Pumping Water from a deep mine

  1. 1. The problem statement, all variables and given/known data

    You are required to pump water out of a very deep mine. Where should you put the pump? Explain your answer fully.

    2. Relevant equations

    Not sure

    3. The attempt at a solution

    See a similar question I did regarding beer in a can, I explained, but I needed formulas apparently, and didn't get marks for my 'waffle' (which is strange because in A level, waffle = good)

    So for this question, i feel that equations are neede, but I am not sure what equations will be useful. This question I feel is a fluid dynamics question. So I first thought of Benouilles Equation, but I don't think this is useful, since we don't know the speed the water is travelling.

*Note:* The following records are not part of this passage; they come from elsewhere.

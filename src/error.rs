use axum::http::StatusCode;
use axum::response::{IntoResponse, Response};
use axum::Json;
use serde::Serialize;
use thiserror::Error;

use crate::providers::types::ProviderError;
use crate::providers::RouteError;
use crate::services::auth::AuthError;
use crate::services::conversation::StoreError;
use crate::services::storage::UploadError;
use crate::services::validation::ValidationError;

/// Errors surfaced to HTTP callers.
#[derive(Debug, Error)]
pub enum AppError {
    #[error("Unauthorized")]
    Unauthenticated,

    #[error("{0}")]
    ValidationFailed(String),

    #[error("{0}")]
    NotFound(String),

    #[error("{0}")]
    Forbidden(String),

    #[error("Upstream provider error: {0}")]
    Upstream(#[from] ProviderError),

    #[error("{0}")]
    Configuration(String),

    #[error("Failed to persist: {0}")]
    Persistence(anyhow::Error),

    #[error("Internal error: {0}")]
    Internal(#[from] anyhow::Error),
}

#[derive(Debug, Serialize)]
pub struct ErrorBody {
    pub error: String,
    pub details: String,
}

impl AppError {
    pub fn validation(msg: impl Into<String>) -> Self {
        AppError::ValidationFailed(msg.into())
    }

    pub fn not_found(msg: impl Into<String>) -> Self {
        AppError::NotFound(msg.into())
    }

    pub fn forbidden(msg: impl Into<String>) -> Self {
        AppError::Forbidden(msg.into())
    }

    pub fn status(&self) -> StatusCode {
        match self {
            AppError::Unauthenticated => StatusCode::UNAUTHORIZED,
            AppError::ValidationFailed(_) => StatusCode::BAD_REQUEST,
            AppError::NotFound(_) => StatusCode::NOT_FOUND,
            AppError::Forbidden(_) => StatusCode::FORBIDDEN,
            AppError::Upstream(_)
            | AppError::Configuration(_)
            | AppError::Persistence(_)
            | AppError::Internal(_) => StatusCode::INTERNAL_SERVER_ERROR,
        }
    }

    fn summary(&self) -> String {
        match self {
            AppError::Upstream(_) => "Upstream provider error".to_string(),
            AppError::Configuration(_) => "Invalid provider configuration".to_string(),
            AppError::Persistence(_) => "Failed to save data".to_string(),
            AppError::Internal(_) => "Internal server error".to_string(),
            other => other.to_string(),
        }
    }

    pub fn body(&self) -> ErrorBody {
        let details = match self {
            AppError::Upstream(e) => e.to_string(),
            AppError::Persistence(e) | AppError::Internal(e) => format!("{:#}", e),
            other => other.to_string(),
        };
        ErrorBody {
            error: self.summary(),
            details,
        }
    }
}

impl From<StoreError> for AppError {
    fn from(err: StoreError) -> Self {
        match err {
            StoreError::NotFound => AppError::NotFound(err.to_string()),
            StoreError::Forbidden => AppError::Forbidden(err.to_string()),
            StoreError::InvalidArgument(msg) => AppError::ValidationFailed(msg),
            StoreError::Storage(e) => AppError::Persistence(e),
        }
    }
}

impl From<RouteError> for AppError {
    fn from(err: RouteError) -> Self {
        match err {
            RouteError::UnknownModel(_) => AppError::validation("Invalid model selected"),
            RouteError::ProviderNotConfigured(_) => AppError::Configuration(err.to_string()),
        }
    }
}

impl From<ValidationError> for AppError {
    fn from(err: ValidationError) -> Self {
        AppError::ValidationFailed(err.to_string())
    }
}

impl From<UploadError> for AppError {
    fn from(err: UploadError) -> Self {
        match err {
            UploadError::UnknownTicket | UploadError::Expired => AppError::NotFound(err.to_string()),
            UploadError::Storage(e) => AppError::Persistence(e),
            other => AppError::ValidationFailed(other.to_string()),
        }
    }
}

impl From<AuthError> for AppError {
    fn from(_: AuthError) -> Self {
        AppError::Unauthenticated
    }
}

impl IntoResponse for AppError {
    fn into_response(self) -> Response {
        let status = self.status();
        if status.is_server_error() {
            tracing::error!(error = %self, "request failed");
        } else {
            tracing::debug!(error = %self, "request rejected");
        }
        (status, Json(self.body())).into_response()
    }
}

#[cfg(test)]
mod tests {
    use super::*;

    #[test]
    fn test_status_mapping() {
        assert_eq!(AppError::Unauthenticated.status(), StatusCode::UNAUTHORIZED);
        assert_eq!(AppError::validation("x").status(), StatusCode::BAD_REQUEST);
        assert_eq!(AppError::not_found("x").status(), StatusCode::NOT_FOUND);
        assert_eq!(AppError::forbidden("x").status(), StatusCode::FORBIDDEN);
        assert_eq!(
            AppError::Configuration("x".into()).status(),
            StatusCode::INTERNAL_SERVER_ERROR
        );
        assert_eq!(
            AppError::Upstream(ProviderError::AuthError("bad key".into())).status(),
            StatusCode::INTERNAL_SERVER_ERROR
        );
    }

    #[test]
    fn test_store_errors_map_to_statuses() {
        assert_eq!(AppError::from(StoreError::NotFound).status(), StatusCode::NOT_FOUND);
        assert_eq!(AppError::from(StoreError::Forbidden).status(), StatusCode::FORBIDDEN);
        let err = AppError::from(StoreError::InvalidArgument("empty".into()));
        assert_eq!(err.status(), StatusCode::BAD_REQUEST);
    }

    #[test]
    fn test_route_errors() {
        let err = AppError::from(RouteError::UnknownModel("gpt-9".into()));
        assert_eq!(err.status(), StatusCode::BAD_REQUEST);
        assert_eq!(err.body().error, "Invalid model selected");

        let err = AppError::from(RouteError::ProviderNotConfigured(crate::models::ProviderId::Google));
        assert_eq!(err.status(), StatusCode::INTERNAL_SERVER_ERROR);
        assert_eq!(err.body().error, "Invalid provider configuration");
    }

    #[test]
    fn test_body_carries_details() {
        let body = AppError::Upstream(ProviderError::AuthError("Invalid API key".into())).body();
        assert_eq!(body.error, "Upstream provider error");
        assert!(body.details.contains("Invalid API key"));

        let body = AppError::validation("Too many images").body();
        assert_eq!(body.error, "Too many images");
        assert_eq!(body.details, "Too many images");
    }
}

    I also feel I need to use F = mg somewhere, but this doesn't help me.

    Could anyone recommend some equations or laws that might be useful?

  2. jcsd
  3. dlgoff

    dlgoff 3,158
    Science Advisor
    Gold Member
    2014 Award

    Maybe you should read this first:
    How It Works: Water Well Pump
  4. Okay, reading from that implies that the pump should be at the bottom of the well, thus pushing the water up, not having to pull it up.

    Thanks for the link.

    So now, how do I prove this? What formulas/Laws are useful?

  5. Is this a fluid dynamics question, since I have a book on formula and I have looked through the Fluid Dynamics Section several times and can't seem to find any related fomrula?

  6. You can show that the water will only be sucked to a certain height using the formula for pressure.

    How does a suction pump work?

    By the way this question doesn't ask for you to prove anything (unlike the beer can one), so I think concise and true 'waffle' should suffice, although equations and math arguments are always better (in general-less chance of ambiguity).
  7. It sucks :wink: (Sorry, couldn't help my self. :biggrin:)

    Seriously, though.

    - Wikipedia

    So basically, a pump creates a vacuum at the top, and the wtare is sucked up to fill the vacuum

    The formula for pressure is:

    [tex] P = \frac{F}{A} [/tex]

    And Boyles KLaw:

    pV = Constant, could be useful

    (I am sure there is another pressure law with rho in it, but cannot currently find it.)

  8. True, but more importantly how does it suck up the water up? In space there is a perfect vacuum, but if you put a straw in a glass of water it wouldn't magically move up the straw (it would probably float off and freeze, but you see my point?).

    So the pump creates a vacuum but something else pushes the water up the pipe. What is it?

    You can get rho into your pressure expression by saying F=mg with m=???
    Last edited: Nov 30, 2008
  9. well F = ma

    m = rho * Volume

    also, a = g?


    [tex] P = \frac{\rho v g}{A} [/tex]

    would it be the decreas in pressure, because the water is in equilibrium at 1 atms, so if a pump reduces the pressure, the water will increase in volume to make up for it, as in Boyles Law:

    pV = Constant


  10. Exactly. You can take this further by saying [tex]V=A*L[/tex]
    where V is he volume, A is the cross sectional area and L is the height of fluid.

    Yes, in other words atmospheric pressure is pushing the water up the pipe and will do so until the pressure at the bottom of the pipe is equal to atmospheric pressure.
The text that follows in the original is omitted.